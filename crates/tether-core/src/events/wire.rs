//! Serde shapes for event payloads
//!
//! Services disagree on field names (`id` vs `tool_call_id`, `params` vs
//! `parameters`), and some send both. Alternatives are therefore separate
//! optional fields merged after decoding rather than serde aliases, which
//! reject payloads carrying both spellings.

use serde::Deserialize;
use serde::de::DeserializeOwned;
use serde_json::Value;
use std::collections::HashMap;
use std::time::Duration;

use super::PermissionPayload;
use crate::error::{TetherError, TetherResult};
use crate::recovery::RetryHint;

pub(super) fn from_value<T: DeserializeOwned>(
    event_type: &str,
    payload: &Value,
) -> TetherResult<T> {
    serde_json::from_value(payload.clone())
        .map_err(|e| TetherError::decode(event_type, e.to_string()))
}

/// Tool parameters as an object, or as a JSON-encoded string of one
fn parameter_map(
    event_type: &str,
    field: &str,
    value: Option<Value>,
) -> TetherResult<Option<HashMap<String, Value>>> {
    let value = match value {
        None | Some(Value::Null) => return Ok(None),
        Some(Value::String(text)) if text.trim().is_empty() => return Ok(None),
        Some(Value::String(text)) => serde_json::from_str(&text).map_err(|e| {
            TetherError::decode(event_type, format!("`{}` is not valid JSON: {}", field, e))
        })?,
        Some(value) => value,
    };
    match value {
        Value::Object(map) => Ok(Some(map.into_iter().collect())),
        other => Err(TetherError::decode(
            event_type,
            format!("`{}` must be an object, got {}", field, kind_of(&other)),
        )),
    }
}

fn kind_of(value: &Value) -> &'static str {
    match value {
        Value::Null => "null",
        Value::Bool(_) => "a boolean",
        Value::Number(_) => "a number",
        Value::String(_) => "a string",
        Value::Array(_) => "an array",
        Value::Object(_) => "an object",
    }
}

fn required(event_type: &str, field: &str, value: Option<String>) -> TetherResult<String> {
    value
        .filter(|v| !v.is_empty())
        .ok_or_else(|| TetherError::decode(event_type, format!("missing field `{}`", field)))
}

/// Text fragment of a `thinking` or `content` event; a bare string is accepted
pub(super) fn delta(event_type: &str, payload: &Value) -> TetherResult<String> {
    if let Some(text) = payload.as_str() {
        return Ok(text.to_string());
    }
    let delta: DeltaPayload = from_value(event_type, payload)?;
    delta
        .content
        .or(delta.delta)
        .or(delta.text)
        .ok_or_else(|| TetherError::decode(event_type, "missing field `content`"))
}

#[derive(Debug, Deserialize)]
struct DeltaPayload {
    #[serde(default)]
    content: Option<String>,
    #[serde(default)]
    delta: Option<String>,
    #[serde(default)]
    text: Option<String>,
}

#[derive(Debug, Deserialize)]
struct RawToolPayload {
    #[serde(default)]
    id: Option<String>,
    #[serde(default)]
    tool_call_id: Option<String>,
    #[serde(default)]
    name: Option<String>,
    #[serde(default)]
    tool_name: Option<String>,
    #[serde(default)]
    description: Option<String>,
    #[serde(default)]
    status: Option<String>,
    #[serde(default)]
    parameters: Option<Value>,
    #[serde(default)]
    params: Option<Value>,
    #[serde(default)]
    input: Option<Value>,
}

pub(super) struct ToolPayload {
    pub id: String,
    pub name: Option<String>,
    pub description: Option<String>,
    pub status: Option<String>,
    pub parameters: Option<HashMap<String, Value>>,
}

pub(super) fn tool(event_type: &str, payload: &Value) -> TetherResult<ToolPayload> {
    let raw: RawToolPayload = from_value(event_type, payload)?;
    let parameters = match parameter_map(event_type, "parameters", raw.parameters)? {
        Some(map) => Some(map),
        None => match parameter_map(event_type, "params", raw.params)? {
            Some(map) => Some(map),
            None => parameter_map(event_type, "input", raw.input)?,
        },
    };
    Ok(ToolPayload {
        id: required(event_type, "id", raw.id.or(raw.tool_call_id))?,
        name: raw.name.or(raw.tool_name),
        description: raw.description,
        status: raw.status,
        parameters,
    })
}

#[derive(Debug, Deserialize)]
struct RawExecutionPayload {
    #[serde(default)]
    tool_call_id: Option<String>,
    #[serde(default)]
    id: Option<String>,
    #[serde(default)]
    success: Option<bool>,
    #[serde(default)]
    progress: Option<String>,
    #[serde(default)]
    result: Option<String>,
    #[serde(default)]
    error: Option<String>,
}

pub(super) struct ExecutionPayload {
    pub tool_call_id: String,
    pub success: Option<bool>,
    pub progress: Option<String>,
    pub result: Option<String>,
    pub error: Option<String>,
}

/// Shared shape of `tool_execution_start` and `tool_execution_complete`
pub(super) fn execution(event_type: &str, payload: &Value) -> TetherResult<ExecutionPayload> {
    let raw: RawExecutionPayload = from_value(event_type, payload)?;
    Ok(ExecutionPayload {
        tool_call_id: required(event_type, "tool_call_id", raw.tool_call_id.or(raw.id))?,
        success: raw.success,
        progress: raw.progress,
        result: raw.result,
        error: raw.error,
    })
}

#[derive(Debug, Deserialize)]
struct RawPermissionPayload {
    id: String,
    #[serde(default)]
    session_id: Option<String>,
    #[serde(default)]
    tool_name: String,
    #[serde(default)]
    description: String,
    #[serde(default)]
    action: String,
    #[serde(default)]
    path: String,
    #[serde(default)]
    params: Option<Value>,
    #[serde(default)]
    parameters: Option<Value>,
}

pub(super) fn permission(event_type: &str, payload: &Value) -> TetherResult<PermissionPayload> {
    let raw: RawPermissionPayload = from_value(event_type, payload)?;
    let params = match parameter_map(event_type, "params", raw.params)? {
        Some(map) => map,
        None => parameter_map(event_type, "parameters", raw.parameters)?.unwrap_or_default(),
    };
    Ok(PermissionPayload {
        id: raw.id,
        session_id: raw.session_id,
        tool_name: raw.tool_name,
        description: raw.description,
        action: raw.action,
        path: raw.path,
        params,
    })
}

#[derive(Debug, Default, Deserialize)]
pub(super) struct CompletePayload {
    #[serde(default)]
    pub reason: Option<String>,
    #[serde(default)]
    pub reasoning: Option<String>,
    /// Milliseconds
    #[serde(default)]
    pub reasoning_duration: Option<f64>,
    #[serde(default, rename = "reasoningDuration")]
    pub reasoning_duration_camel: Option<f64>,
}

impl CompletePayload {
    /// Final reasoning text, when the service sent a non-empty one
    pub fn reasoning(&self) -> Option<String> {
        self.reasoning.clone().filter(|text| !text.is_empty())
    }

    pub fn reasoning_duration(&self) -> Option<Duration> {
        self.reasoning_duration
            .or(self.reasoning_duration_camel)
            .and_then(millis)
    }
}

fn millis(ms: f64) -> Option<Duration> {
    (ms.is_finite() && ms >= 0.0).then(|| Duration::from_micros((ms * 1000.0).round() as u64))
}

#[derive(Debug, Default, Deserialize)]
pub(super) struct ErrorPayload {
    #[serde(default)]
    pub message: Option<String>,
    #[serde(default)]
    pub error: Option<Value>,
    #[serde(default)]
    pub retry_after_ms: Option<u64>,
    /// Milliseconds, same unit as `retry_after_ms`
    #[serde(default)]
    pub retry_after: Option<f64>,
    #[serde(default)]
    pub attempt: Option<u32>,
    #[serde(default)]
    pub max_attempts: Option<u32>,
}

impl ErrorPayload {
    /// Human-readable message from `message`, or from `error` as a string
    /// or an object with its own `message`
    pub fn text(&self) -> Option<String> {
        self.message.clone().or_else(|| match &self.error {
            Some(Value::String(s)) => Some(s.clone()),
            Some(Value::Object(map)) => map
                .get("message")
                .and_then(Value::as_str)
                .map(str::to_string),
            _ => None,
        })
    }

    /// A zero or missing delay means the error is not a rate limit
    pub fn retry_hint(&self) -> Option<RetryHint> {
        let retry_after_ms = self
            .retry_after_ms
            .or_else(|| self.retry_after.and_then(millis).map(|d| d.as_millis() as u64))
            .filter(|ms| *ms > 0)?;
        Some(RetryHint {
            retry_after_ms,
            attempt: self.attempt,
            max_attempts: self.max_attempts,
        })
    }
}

◆ ◆ ◆ ◆

Goal of the exercise:
Return every line of the preceding records in which the word "Milliseconds" appears.

Expected output:
    /// Milliseconds
    /// Milliseconds, same unit as `retry_after_ms`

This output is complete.